> _What the exercise asks_: Count the lines below that hold the string "async". Give only that number.

━━ Listed records ━━

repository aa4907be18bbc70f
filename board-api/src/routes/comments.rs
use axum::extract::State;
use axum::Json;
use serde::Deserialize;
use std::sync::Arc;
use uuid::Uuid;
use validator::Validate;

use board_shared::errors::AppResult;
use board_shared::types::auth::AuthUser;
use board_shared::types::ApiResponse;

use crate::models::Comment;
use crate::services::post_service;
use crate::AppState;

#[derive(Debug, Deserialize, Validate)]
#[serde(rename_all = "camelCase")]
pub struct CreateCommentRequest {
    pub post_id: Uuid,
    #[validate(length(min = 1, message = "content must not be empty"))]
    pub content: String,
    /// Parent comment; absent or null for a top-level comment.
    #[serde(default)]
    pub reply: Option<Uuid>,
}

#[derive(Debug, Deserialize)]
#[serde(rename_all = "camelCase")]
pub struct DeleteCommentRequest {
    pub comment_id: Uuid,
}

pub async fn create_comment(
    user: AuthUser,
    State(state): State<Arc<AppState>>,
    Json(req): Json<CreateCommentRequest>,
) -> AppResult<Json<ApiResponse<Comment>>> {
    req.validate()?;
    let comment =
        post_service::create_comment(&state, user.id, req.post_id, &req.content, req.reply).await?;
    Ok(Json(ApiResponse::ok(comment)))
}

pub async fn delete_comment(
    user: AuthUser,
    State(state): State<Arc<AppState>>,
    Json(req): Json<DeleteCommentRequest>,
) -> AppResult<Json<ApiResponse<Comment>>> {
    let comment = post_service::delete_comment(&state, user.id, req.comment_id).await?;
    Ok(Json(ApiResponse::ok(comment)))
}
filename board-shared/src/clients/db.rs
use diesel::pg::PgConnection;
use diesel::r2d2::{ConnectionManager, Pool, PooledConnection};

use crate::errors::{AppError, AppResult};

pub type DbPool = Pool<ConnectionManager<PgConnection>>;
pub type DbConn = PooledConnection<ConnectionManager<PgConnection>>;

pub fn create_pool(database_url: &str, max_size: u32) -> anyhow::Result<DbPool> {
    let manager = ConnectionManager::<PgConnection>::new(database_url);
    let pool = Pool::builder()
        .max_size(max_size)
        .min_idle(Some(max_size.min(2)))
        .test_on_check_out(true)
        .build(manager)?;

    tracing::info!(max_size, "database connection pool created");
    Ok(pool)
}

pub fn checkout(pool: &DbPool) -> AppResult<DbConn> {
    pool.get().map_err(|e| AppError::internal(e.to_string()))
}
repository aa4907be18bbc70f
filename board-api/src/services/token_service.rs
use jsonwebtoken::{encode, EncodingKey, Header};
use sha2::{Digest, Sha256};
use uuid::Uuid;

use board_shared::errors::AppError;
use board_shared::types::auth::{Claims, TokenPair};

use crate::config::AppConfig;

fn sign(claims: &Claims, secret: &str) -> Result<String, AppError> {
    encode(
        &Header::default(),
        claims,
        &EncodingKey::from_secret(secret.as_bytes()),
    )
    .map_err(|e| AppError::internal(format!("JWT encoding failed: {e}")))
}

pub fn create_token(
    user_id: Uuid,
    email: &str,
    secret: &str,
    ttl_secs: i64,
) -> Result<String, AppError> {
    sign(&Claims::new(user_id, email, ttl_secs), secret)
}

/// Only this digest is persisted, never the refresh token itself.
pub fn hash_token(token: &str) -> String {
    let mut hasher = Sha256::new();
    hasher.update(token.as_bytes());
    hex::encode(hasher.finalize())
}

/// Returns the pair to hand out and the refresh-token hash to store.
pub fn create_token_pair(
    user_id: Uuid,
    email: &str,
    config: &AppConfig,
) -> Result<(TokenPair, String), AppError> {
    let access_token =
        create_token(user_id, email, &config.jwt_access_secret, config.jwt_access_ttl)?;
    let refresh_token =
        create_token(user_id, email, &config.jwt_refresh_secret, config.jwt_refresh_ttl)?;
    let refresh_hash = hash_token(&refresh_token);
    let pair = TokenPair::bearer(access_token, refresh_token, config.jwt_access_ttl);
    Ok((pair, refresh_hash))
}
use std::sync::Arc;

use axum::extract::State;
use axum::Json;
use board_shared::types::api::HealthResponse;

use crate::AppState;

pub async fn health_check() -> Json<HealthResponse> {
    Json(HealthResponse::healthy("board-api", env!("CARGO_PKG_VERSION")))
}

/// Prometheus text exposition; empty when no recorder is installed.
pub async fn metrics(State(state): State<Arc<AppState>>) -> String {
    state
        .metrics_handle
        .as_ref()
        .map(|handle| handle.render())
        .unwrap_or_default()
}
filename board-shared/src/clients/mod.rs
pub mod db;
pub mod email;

━━━

> _Task output_: 4